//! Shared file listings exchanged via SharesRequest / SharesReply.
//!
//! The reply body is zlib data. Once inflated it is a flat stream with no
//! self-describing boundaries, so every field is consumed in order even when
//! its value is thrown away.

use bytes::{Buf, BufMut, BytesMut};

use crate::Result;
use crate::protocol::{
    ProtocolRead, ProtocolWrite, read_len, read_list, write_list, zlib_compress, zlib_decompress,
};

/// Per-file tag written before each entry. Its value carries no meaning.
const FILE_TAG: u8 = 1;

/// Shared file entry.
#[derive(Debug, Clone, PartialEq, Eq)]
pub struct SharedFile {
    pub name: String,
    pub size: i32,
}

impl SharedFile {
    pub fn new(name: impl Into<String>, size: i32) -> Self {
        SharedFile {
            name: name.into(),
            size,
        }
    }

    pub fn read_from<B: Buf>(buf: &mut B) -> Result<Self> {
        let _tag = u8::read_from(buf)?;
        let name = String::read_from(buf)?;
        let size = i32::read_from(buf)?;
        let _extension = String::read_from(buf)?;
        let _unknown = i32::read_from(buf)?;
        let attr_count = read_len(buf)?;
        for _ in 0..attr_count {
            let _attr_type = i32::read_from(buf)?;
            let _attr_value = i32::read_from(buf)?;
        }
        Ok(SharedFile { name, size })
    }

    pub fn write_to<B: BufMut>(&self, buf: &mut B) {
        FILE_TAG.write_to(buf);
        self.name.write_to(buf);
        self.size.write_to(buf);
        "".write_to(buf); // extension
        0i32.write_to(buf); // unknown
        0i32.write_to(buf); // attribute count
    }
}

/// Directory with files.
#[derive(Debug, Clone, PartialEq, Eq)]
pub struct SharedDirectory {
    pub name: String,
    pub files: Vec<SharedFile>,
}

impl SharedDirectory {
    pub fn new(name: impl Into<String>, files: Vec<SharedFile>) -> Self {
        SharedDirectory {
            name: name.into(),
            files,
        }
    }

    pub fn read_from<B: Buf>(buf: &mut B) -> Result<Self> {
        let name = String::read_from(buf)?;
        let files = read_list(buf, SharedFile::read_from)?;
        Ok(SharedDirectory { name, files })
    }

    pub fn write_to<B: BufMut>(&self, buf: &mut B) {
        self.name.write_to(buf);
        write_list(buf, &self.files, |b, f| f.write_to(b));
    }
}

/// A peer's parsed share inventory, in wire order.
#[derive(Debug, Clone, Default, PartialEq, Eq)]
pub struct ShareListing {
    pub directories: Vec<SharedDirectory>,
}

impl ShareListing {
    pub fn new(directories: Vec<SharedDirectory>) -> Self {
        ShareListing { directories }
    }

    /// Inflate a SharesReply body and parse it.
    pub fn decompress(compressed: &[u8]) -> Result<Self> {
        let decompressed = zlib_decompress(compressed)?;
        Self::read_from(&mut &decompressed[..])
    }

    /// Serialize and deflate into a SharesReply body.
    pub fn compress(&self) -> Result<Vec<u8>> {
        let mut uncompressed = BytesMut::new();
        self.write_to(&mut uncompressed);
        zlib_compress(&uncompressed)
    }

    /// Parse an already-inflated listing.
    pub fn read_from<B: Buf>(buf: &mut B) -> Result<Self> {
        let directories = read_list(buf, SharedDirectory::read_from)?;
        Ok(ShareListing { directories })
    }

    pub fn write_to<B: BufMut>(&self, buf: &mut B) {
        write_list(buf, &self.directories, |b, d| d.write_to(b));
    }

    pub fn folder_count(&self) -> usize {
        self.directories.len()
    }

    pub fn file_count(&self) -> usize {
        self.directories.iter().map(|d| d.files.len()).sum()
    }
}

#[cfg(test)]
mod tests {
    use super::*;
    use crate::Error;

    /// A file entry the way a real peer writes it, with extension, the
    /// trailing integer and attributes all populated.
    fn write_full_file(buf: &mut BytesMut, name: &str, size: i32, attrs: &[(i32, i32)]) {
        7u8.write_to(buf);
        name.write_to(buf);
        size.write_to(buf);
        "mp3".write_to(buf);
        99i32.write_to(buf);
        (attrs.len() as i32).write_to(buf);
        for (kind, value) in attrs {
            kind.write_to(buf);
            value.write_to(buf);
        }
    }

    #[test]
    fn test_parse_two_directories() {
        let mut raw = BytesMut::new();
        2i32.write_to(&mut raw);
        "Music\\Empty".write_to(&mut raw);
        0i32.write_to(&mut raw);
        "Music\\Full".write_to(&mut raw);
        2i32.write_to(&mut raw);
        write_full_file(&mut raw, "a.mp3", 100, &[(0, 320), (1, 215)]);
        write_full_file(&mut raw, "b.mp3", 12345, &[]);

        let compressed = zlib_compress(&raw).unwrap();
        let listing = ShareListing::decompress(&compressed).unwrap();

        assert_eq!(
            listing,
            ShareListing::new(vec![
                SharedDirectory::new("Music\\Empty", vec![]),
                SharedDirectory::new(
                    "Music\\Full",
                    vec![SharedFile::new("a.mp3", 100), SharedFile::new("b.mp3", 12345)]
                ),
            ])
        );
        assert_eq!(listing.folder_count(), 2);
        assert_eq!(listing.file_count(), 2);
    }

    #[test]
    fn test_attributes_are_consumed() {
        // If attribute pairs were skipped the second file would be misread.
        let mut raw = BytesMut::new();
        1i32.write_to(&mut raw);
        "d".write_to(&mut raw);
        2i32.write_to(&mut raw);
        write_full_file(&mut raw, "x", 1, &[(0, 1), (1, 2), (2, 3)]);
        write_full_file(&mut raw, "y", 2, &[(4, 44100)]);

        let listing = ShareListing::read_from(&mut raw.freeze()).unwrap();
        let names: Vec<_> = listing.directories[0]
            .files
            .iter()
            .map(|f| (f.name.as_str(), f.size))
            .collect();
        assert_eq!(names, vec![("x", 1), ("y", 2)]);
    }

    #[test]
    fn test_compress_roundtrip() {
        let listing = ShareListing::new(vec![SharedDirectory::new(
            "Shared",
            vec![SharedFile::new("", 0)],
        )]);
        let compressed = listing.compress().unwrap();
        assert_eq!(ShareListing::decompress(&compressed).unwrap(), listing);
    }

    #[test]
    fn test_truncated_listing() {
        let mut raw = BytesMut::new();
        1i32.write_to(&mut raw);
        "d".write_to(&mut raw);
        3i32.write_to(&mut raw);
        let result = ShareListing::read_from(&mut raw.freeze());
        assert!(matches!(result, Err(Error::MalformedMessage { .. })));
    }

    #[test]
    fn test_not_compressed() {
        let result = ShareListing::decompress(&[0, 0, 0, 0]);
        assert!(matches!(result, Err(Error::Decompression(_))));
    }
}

****************************************

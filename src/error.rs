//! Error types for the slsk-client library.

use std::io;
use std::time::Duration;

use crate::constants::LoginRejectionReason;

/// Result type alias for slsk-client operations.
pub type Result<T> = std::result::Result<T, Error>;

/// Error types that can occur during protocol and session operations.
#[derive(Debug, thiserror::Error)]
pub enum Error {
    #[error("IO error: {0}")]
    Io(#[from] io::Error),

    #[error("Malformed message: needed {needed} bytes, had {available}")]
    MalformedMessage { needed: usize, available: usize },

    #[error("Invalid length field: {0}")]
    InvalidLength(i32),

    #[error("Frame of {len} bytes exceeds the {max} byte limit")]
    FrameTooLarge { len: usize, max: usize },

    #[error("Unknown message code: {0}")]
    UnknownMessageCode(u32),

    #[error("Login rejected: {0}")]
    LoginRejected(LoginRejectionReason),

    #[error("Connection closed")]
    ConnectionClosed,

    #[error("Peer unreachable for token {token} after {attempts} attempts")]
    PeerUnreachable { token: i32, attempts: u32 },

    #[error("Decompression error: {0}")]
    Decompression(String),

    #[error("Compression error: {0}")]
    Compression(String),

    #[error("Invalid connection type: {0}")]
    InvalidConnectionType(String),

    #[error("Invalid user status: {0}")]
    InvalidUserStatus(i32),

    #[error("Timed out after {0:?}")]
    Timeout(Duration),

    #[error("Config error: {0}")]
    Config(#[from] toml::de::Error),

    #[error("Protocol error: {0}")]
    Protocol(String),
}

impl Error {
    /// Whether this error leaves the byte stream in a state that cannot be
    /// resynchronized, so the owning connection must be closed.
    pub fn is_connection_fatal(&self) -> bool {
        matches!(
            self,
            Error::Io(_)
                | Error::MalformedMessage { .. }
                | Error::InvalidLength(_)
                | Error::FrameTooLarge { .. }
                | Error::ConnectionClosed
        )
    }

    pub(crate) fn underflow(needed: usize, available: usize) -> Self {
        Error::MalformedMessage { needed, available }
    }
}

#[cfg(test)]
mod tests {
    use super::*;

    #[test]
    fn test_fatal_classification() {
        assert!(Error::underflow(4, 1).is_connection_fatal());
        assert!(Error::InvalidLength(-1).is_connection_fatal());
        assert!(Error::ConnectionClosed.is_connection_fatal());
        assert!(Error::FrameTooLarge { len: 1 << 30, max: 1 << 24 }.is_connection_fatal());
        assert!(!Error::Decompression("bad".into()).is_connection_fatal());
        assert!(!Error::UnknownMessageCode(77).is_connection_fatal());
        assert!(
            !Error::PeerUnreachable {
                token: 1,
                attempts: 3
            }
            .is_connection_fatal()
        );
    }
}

****************************************

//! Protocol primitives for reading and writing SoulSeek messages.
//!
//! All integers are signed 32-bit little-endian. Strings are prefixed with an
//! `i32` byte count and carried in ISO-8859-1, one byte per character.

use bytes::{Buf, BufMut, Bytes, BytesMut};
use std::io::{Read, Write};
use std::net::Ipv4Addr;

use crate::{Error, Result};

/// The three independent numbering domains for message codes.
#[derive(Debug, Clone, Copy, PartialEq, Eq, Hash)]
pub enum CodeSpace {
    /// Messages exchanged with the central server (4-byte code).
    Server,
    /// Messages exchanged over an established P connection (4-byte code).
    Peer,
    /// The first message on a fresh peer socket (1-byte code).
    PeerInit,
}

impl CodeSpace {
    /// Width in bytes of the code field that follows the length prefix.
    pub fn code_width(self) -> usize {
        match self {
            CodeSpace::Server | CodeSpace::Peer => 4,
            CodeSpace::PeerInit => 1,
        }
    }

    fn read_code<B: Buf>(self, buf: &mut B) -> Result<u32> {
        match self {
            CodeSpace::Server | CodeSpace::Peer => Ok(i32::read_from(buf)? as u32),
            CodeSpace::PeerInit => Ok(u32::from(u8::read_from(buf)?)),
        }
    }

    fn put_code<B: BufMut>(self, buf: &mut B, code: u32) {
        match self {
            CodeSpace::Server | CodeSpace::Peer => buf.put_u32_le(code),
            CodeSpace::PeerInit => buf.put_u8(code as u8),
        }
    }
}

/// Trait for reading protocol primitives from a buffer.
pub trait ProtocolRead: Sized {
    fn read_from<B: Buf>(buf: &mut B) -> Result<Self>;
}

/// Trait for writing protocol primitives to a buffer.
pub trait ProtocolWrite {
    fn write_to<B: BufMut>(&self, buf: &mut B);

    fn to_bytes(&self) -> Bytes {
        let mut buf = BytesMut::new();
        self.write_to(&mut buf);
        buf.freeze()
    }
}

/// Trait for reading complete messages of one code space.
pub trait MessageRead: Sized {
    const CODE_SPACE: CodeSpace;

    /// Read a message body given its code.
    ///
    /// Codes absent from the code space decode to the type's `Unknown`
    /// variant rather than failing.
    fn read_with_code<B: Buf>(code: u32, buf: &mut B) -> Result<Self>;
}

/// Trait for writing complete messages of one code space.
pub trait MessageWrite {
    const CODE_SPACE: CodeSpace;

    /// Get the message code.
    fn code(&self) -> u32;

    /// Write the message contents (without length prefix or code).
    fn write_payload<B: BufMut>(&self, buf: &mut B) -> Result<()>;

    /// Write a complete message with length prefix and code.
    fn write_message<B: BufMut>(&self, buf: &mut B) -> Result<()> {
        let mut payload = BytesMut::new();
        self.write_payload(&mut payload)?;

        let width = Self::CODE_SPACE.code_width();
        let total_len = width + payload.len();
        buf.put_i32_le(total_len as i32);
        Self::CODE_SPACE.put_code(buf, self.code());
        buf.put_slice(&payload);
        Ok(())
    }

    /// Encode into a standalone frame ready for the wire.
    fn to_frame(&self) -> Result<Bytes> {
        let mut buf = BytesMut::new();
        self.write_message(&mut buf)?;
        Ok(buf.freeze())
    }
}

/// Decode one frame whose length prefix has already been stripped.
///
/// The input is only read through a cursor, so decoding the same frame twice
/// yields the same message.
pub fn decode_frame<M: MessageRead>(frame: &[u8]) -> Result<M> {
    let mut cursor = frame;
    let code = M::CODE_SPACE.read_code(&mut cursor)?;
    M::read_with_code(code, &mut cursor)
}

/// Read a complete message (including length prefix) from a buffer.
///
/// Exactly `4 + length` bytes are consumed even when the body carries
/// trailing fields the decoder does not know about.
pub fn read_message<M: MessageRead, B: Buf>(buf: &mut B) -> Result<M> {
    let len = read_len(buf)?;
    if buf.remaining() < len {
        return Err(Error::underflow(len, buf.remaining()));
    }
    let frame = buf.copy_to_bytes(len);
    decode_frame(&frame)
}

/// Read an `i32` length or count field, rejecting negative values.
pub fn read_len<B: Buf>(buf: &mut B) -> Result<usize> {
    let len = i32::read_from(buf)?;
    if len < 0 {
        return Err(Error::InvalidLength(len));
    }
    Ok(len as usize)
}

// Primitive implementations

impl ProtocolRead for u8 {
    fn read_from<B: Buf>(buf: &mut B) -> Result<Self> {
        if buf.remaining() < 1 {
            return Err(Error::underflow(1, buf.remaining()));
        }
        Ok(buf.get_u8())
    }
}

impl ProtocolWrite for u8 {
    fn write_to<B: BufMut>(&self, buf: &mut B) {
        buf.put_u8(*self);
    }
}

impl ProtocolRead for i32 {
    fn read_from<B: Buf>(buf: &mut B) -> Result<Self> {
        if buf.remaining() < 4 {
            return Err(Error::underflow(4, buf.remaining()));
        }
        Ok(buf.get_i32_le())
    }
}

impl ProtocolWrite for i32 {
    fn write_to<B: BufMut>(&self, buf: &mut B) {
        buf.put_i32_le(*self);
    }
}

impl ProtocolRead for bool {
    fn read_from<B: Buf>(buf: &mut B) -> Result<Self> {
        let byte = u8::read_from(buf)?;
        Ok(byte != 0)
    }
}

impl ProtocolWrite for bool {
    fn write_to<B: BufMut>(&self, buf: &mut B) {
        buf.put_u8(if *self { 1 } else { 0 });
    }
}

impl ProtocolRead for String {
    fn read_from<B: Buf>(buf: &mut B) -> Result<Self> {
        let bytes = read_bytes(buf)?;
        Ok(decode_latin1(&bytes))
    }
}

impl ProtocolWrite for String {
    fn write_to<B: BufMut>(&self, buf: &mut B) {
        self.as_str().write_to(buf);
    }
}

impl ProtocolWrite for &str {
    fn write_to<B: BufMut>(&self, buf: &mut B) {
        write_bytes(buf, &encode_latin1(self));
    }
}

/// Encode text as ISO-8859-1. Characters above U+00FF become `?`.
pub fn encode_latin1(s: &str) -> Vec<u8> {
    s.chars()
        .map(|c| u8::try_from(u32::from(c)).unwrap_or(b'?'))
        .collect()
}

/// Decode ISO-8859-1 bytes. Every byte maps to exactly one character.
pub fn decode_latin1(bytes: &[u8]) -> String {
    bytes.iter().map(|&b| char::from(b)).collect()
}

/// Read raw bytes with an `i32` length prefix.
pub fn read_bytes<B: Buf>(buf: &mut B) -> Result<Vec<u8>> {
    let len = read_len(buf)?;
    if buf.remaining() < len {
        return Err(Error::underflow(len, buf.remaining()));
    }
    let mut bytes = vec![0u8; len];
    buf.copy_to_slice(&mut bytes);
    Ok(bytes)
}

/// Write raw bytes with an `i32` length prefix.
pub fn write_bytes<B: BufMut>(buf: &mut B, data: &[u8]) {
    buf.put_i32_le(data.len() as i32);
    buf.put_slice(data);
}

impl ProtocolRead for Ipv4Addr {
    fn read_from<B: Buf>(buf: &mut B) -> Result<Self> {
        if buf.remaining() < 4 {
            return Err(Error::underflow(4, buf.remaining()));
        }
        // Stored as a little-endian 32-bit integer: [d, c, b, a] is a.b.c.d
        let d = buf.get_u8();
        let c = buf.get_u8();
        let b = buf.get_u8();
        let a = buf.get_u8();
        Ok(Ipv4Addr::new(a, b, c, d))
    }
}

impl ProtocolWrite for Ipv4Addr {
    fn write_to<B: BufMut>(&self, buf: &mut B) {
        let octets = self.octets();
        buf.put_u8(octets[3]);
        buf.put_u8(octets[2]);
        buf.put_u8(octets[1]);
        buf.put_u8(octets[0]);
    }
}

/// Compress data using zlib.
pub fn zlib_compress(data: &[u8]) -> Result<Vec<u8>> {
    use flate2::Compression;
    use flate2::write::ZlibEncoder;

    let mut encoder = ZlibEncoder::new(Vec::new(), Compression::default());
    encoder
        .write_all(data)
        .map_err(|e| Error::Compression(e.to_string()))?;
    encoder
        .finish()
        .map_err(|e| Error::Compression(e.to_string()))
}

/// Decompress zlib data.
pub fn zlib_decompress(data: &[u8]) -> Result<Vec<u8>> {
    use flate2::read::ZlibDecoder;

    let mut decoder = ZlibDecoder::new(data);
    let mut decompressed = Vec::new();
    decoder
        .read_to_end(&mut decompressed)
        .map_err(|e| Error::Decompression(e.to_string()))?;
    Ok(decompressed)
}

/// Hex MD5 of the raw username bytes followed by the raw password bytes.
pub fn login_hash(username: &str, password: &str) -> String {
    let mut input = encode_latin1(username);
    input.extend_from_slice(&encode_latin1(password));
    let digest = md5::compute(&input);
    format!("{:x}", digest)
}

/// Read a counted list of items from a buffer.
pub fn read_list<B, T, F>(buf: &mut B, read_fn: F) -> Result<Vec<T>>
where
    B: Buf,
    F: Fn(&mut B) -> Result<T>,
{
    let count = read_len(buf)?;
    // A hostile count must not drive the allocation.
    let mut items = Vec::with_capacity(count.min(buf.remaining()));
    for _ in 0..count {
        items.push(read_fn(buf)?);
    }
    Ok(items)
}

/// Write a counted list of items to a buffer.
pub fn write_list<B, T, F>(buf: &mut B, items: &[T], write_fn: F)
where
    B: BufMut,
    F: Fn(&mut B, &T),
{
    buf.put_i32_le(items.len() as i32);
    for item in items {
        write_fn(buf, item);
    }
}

****************************************

> **WHAT NEEDS TO BE DONE**
Every line of the material that includes the word "same" needs to be copied.

> **WORKED SOLUTION**
/// The input is only read through a cursor, so decoding the same frame twice
/// yields the same message.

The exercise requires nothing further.